Task:
Comb the records below for the string "collected" and copy each line where it turns up.

Supplied records Block Start

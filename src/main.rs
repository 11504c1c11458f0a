// teko - A dynamically scoped symbolic-expression language
// Copyright (c) 2025 Tom Waddington. MIT licensed.

use std::env;
use std::fs;
use std::io::{self, Write};
use std::process;

use teko_core::{Env, eval_source, interpret, register_builtins, set_max_eval_depth};
use teko_parser::Parser;

const VERSION: &str = env!("CARGO_PKG_VERSION");

/// Command-line options.
struct Options {
    max_depth: Option<usize>,
    files: Vec<String>,
}

fn main() {
    init_tracing();

    let args: Vec<String> = env::args().skip(1).collect();

    // Handle --version flag
    if args.len() == 1 && (args[0] == "--version" || args[0] == "-v") {
        println!("Teko v{}", VERSION);
        return;
    }

    let options = match parse_args(args) {
        Ok(options) => options,
        Err(msg) => {
            eprintln!("Error: {}", msg);
            eprintln!("Usage: teko [--max-depth <n>] [file...]");
            process::exit(2);
        }
    };

    if let Some(depth) = options.max_depth {
        let _ = set_max_eval_depth(depth);
    }

    let env = Env::new();
    if let Err(e) = register_builtins(&env) {
        eprintln!("Failed to register builtins: {}", e);
        process::exit(1);
    }

    // If files provided, evaluate them; otherwise start REPL
    if options.files.is_empty() {
        run_repl(&env);
    } else {
        run_files(&options.files, &env);
    }
}

/// Install a `tracing` subscriber when `RUST_LOG` is set.
fn init_tracing() {
    use tracing_subscriber::{EnvFilter, fmt, prelude::*};

    if env::var("RUST_LOG").is_ok() {
        tracing_subscriber::registry()
            .with(fmt::layer().with_writer(io::stderr).with_target(true))
            .with(EnvFilter::from_default_env())
            .init();
    }
}

fn parse_args(args: Vec<String>) -> Result<Options, String> {
    let mut options = Options {
        max_depth: None,
        files: Vec::new(),
    };
    let mut args = args.into_iter();
    while let Some(arg) = args.next() {
        if arg == "--max-depth" {
            let value = args
                .next()
                .ok_or_else(|| "--max-depth requires a value".to_string())?;
            let depth = value
                .parse()
                .map_err(|_| format!("invalid --max-depth value '{}'", value))?;
            options.max_depth = Some(depth);
        } else {
            options.files.push(arg);
        }
    }
    Ok(options)
}

/// Evaluate source files in order against one environment
fn run_files(files: &[String], env: &Env) {
    for file_path in files {
        let source = match fs::read_to_string(file_path) {
            Ok(source) => source,
            Err(e) => {
                eprintln!("Error reading '{}': {}", file_path, e);
                process::exit(1);
            }
        };
        if let Err(e) = eval_source(&source, env) {
            eprintln!("Error in '{}': {}", file_path, e);
            process::exit(1);
        }
    }
}

/// Run the interactive REPL.
///
/// Lines are collected until every opening parenthesis is closed, then the
/// collected forms are evaluated and the last value printed.
fn run_repl(env: &Env) {
    println!("Teko v{}", VERSION);

    let mut pending = String::new();
    loop {
        print!("{}", if pending.is_empty() { "teko> " } else { "  ... " });
        if io::stdout().flush().is_err() {
            break;
        }

        let mut line = String::new();
        match io::stdin().read_line(&mut line) {
            Ok(0) => {
                println!();
                break;
            }
            Ok(_) => pending.push_str(&line),
            Err(e) => {
                eprintln!("Read error: {}", e);
                break;
            }
        }

        let program = match Parser::parse_all_str(&pending) {
            Ok(program) => program,
            Err(e) if e.message.starts_with("Unmatched opening") => continue,
            Err(e) => {
                eprintln!("Parse error: {}", e);
                pending.clear();
                continue;
            }
        };
        pending.clear();
        if program.is_empty() {
            continue;
        }

        match interpret(&program, env) {
            Ok(value) => println!("{}", value),
            Err(e) => eprintln!("Error: {}", e),
        }
    }
}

Supplied records Block End

Result for this task:
/// Lines are collected until every opening parenthesis is closed, then the
/// collected forms are evaluated and the last value printed.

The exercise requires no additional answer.